In 1935, the Labour Party prevailed and formed a Cabinet led by Johan Nygaardsvold. Colbjørnsen did not become involved in this cabinet, but in the same year he became a member of Trustlovkomiteen av 1935 and the important Tiltakskommisjonen av 1935, whose goal was to battle unemployment. He was a board member of the Norwegian Industrial Bank from 1936, and chairman from 1938 to 1940. Following the 1936 general election he became as a deputy representative to the Parliament of Norway, representing the constituency Oslo, and he met on a regular basis because Oscar Torp was a cabinet member. He was one of the most pro-military politicians in the Labour Party before 1940.

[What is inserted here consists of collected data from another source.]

use std::collections::{HashMap, HashSet};
use std::time::Duration;

use async_trait::async_trait;

use super::Session;
use crate::error::{Result, ScrapeError};
use crate::parser::schema::RawCell;

#[derive(Debug, Clone, Default)]
struct Node {
    text: String,
    attrs: HashMap<String, String>,
    children: HashMap<String, Vec<usize>>,
    advances: bool,
}

#[derive(Debug, Clone, Default)]
pub struct FakeDom {
    nodes: Vec<Node>,
    roots: HashMap<String, Vec<usize>>,
}

impl FakeDom {
    pub fn new() -> Self {
        Self::default()
    }

    fn add(&mut self, text: &str) -> usize {
        self.nodes.push(Node {
            text: text.to_string(),
            ..Default::default()
        });
        self.nodes.len() - 1
    }

    fn add_root(&mut self, selector: &str, text: &str) -> usize {
        let id = self.add(text);
        self.roots.entry(selector.to_string()).or_default().push(id);
        id
    }

    fn add_child(&mut self, parent: usize, selector: &str, text: &str) -> usize {
        let id = self.add(text);
        self.nodes[parent]
            .children
            .entry(selector.to_string())
            .or_default()
            .push(id);
        id
    }

    /// Top-level elements matching `selector`, one per text.
    pub fn with_texts(mut self, selector: &str, texts: &[&str]) -> Self {
        for t in texts {
            self.add_root(selector, t);
        }
        self
    }

    /// A clickable control that moves the page to its next stage.
    pub fn with_control(mut self, selector: &str, text: &str) -> Self {
        let id = self.add_root(selector, text);
        self.nodes[id].advances = true;
        self
    }

    /// A container whose children each carry `attr`, given as `(text, value)`.
    pub fn with_options(
        mut self,
        selector: &str,
        child_selector: &str,
        attr: &str,
        children: &[(&str, &str)],
    ) -> Self {
        let parent = self.add_root(selector, "");
        for (text, value) in children {
            let id = self.add_child(parent, child_selector, text);
            self.nodes[id].attrs.insert(attr.to_string(), value.to_string());
        }
        self
    }

    /// Header cells under `header_selector`, then one `row_selector` element
    /// per row with `td` cells and an `a` link where the cell has one.
    pub fn with_table(
        mut self,
        header_selector: &str,
        row_selector: &str,
        headers: &[&str],
        rows: &[Vec<RawCell>],
    ) -> Self {
        for h in headers {
            self.add_root(header_selector, h);
        }
        for row in rows {
            let r = self.add_root(row_selector, "");
            for cell in row {
                let td = self.add_child(r, "td", &cell.text);
                if let Some(href) = &cell.link {
                    let a = self.add_child(td, "a", &cell.text);
                    self.nodes[a].attrs.insert("href".into(), href.clone());
                }
            }
        }
        self
    }

    /// A row that only holds `th` cells, as repeated header rows do.
    pub fn with_header_row(mut self, row_selector: &str, headers: &[&str]) -> Self {
        let r = self.add_root(row_selector, "");
        for h in headers {
            self.add_child(r, "th", h);
        }
        self
    }
}

/// Each URL maps to a list of DOM stages. Navigation shows stage 0; clicking
/// an element marked `advances` moves to the next stage, which is how pagers
/// and "load more" buttons are modelled.
#[derive(Debug, Default)]
pub struct FakeSession {
    pages: HashMap<String, Vec<FakeDom>>,
    failing: HashSet<String>,
    current: Option<(String, usize)>,
    pub navigations: Vec<String>,
    pub clicks: usize,
    pub sleeps: Vec<Duration>,
}

impl FakeSession {
    pub fn new() -> Self {
        Self::default()
    }

    pub fn page(mut self, url: &str, dom: FakeDom) -> Self {
        self.pages.insert(url.to_string(), vec![dom]);
        self
    }

    pub fn staged(mut self, url: &str, stages: Vec<FakeDom>) -> Self {
        self.pages.insert(url.to_string(), stages);
        self
    }

    /// Navigation to `url` fails as a transport error.
    pub fn failing(mut self, url: &str) -> Self {
        self.failing.insert(url.to_string());
        self
    }

    fn dom(&self) -> Result<&FakeDom> {
        let (url, stage) = self
            .current
            .as_ref()
            .ok_or_else(|| ScrapeError::Transport("no page loaded".into()))?;
        Ok(&self.pages[url][*stage])
    }

    fn node(&self, id: usize) -> Result<&Node> {
        self.dom()?
            .nodes
            .get(id)
            .ok_or_else(|| ScrapeError::Transport(format!("stale element {id}")))
    }
}

#[async_trait]
impl Session for FakeSession {
    type Element = usize;

    async fn navigate(&mut self, url: &str) -> Result<()> {
        self.navigations.push(url.to_string());
        if self.failing.contains(url) {
            return Err(ScrapeError::Transport(format!("net::ERR_CONNECTION_RESET {url}")));
        }
        if !self.pages.contains_key(url) {
            return Err(ScrapeError::Transport(format!("404 {url}")));
        }
        self.current = Some((url.to_string(), 0));
        Ok(())
    }

    async fn find_all(&mut self, selector: &str) -> Result<Vec<usize>> {
        Ok(self.dom()?.roots.get(selector).cloned().unwrap_or_default())
    }

    async fn find_all_in(&mut self, parent: &usize, selector: &str) -> Result<Vec<usize>> {
        Ok(self
            .node(*parent)?
            .children
            .get(selector)
            .cloned()
            .unwrap_or_default())
    }

    async fn text(&mut self, element: &usize) -> Result<String> {
        Ok(self.node(*element)?.text.clone())
    }

    async fn attribute(&mut self, element: &usize, name: &str) -> Result<Option<String>> {
        Ok(self.node(*element)?.attrs.get(name).cloned())
    }

    async fn click(&mut self, element: &usize) -> Result<()> {
        self.clicks += 1;
        if self.node(*element)?.advances {
            if let Some((url, stage)) = self.current.as_mut() {
                let last = self.pages[url.as_str()].len() - 1;
                *stage = (*stage + 1).min(last);
            }
        }
        Ok(())
    }

    async fn sleep(&mut self, duration: Duration) {
        self.sleeps.push(duration);
    }
}
use std::time::Duration;

use tracing::{debug, warn};

use crate::browser::Session;
use crate::config::CrawlSettings;
use crate::error::Result;
use crate::parser::schema::RawCell;
use crate::sites::{Expansion, TableLayout};

#[derive(Debug, Clone, Copy)]
pub struct WalkOptions {
    pub settle: Duration,
    pub max_expansions: usize,
}

impl From<&CrawlSettings> for WalkOptions {
    fn from(s: &CrawlSettings) -> Self {
        Self {
            settle: s.settle(),
            max_expansions: s.max_expansions,
        }
    }
}

#[derive(Debug, Default)]
pub struct Table {
    pub headers: Vec<String>,
    pub rows: Vec<Vec<RawCell>>,
}

/// Walk the table on the current page to its end.
pub async fn walk<S: Session>(
    session: &mut S,
    layout: &TableLayout,
    opts: WalkOptions,
) -> Result<Table> {
    let headers = session
        .texts_of(layout.header_cells)
        .await?
        .into_iter()
        .map(|h| h.trim().to_string())
        .collect();

    let rows = match layout.expansion {
        Expansion::Pager { index, next } => walk_pager(session, layout, index, next, opts).await?,
        Expansion::LoadMore { control } => {
            expand(session, control, layout.rows, opts).await?;
            read_rows(session, layout).await?
        }
    };

    Ok(Table { headers, rows })
}

/// Highest page number listed by the index control (one number per line).
pub fn last_page_number(index_text: &str) -> Option<usize> {
    index_text
        .lines()
        .filter_map(|l| l.trim().parse::<usize>().ok())
        .max()
}

async fn walk_pager<S: Session>(
    session: &mut S,
    layout: &TableLayout,
    index: &str,
    next: &str,
    opts: WalkOptions,
) -> Result<Vec<Vec<RawCell>>> {
    // No pager means a single page, but give a late-rendering control one
    // settle delay to show up first.
    let mut control = session.find(index).await?;
    if control.is_none() {
        session.sleep(opts.settle).await;
        control = session.find(index).await?;
    }
    let last_page = match control {
        Some(el) => last_page_number(&session.text(&el).await?).unwrap_or(1),
        None => 1,
    };
    debug!("pager: {} page(s)", last_page);

    let mut rows = Vec::new();
    for page in 1..=last_page {
        rows.extend(read_rows(session, layout).await?);
        if page == last_page {
            break;
        }
        let Some(button) = session.find(next).await? else {
            warn!("next-page control gone on page {} of {}", page, last_page);
            break;
        };
        session.click(&button).await?;
        session.sleep(opts.settle).await;
    }
    Ok(rows)
}

/// Click "load more" until the row count stops growing. Returns the number
/// of clicks.
///
/// A stall after a click is confirmed by one more settle delay and recount,
/// since a slow render looks the same as the end of the list.
pub async fn expand<S: Session>(
    session: &mut S,
    control: &str,
    rows: &str,
    opts: WalkOptions,
) -> Result<usize> {
    let mut count = session.find_all(rows).await?.len();
    let mut clicks = 0;

    loop {
        if clicks >= opts.max_expansions {
            warn!("stopped after {} expansions with {} rows", clicks, count);
            break;
        }
        let Some(button) = session.find(control).await? else {
            break;
        };
        session.click(&button).await?;
        clicks += 1;
        session.sleep(opts.settle).await;

        let now = session.find_all(rows).await?.len();
        if now > count {
            count = now;
            continue;
        }

        session.sleep(opts.settle).await;
        let now = session.find_all(rows).await?.len();
        if now > count {
            count = now;
            continue;
        }
        break;
    }

    debug!("expanded {} time(s) to {} rows", clicks, count);
    Ok(clicks)
}

/// Data rows of the current page. Rows without data cells are header rows.
async fn read_rows<S: Session>(session: &mut S, layout: &TableLayout) -> Result<Vec<Vec<RawCell>>> {
    let row_elements = session.find_all(layout.rows).await?;
    let mut rows = Vec::with_capacity(row_elements.len());

    for row in &row_elements {
        let cells = session.find_all_in(row, layout.cells).await?;
        if cells.is_empty() {
            continue;
        }
        let mut out = Vec::with_capacity(cells.len());
        for cell in &cells {
            let text = session.text(cell).await?;
            let link = match session.find_in(cell, layout.link).await? {
                Some(a) => session.attribute(&a, "href").await?,
                None => None,
            };
            out.push(RawCell { text, link });
        }
        rows.push(out);
    }
    Ok(rows)
}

In the late 1930s he repeatedly nominated Mahatma Gandhi for the Nobel peace prize, which never was awarded to him.

Colbjørnsen had to leave Norway when World War II reached the country in 1940. He worked at the Norwegian embassy in Washington, D.C. In 1946 he was a delegate and in 1947 an advisor in the United Nations General Assembly, and in 1947 he participated in the United Nations Economic and Social Council assembly. He became a supporter of Norwegian membership in NATO.

Colbjørnsen returned to Norway in November 1948 to become acting director of the Direktoratet for økonomisk forsvarsberedskap, a directorate which does not exist anymore. After a period there led a quiet life. He had married Veslemøy Ihlen Larssen in 1936, and was a son-in-law of Olav Johan Sopp. He died in November 1973 in Oslo.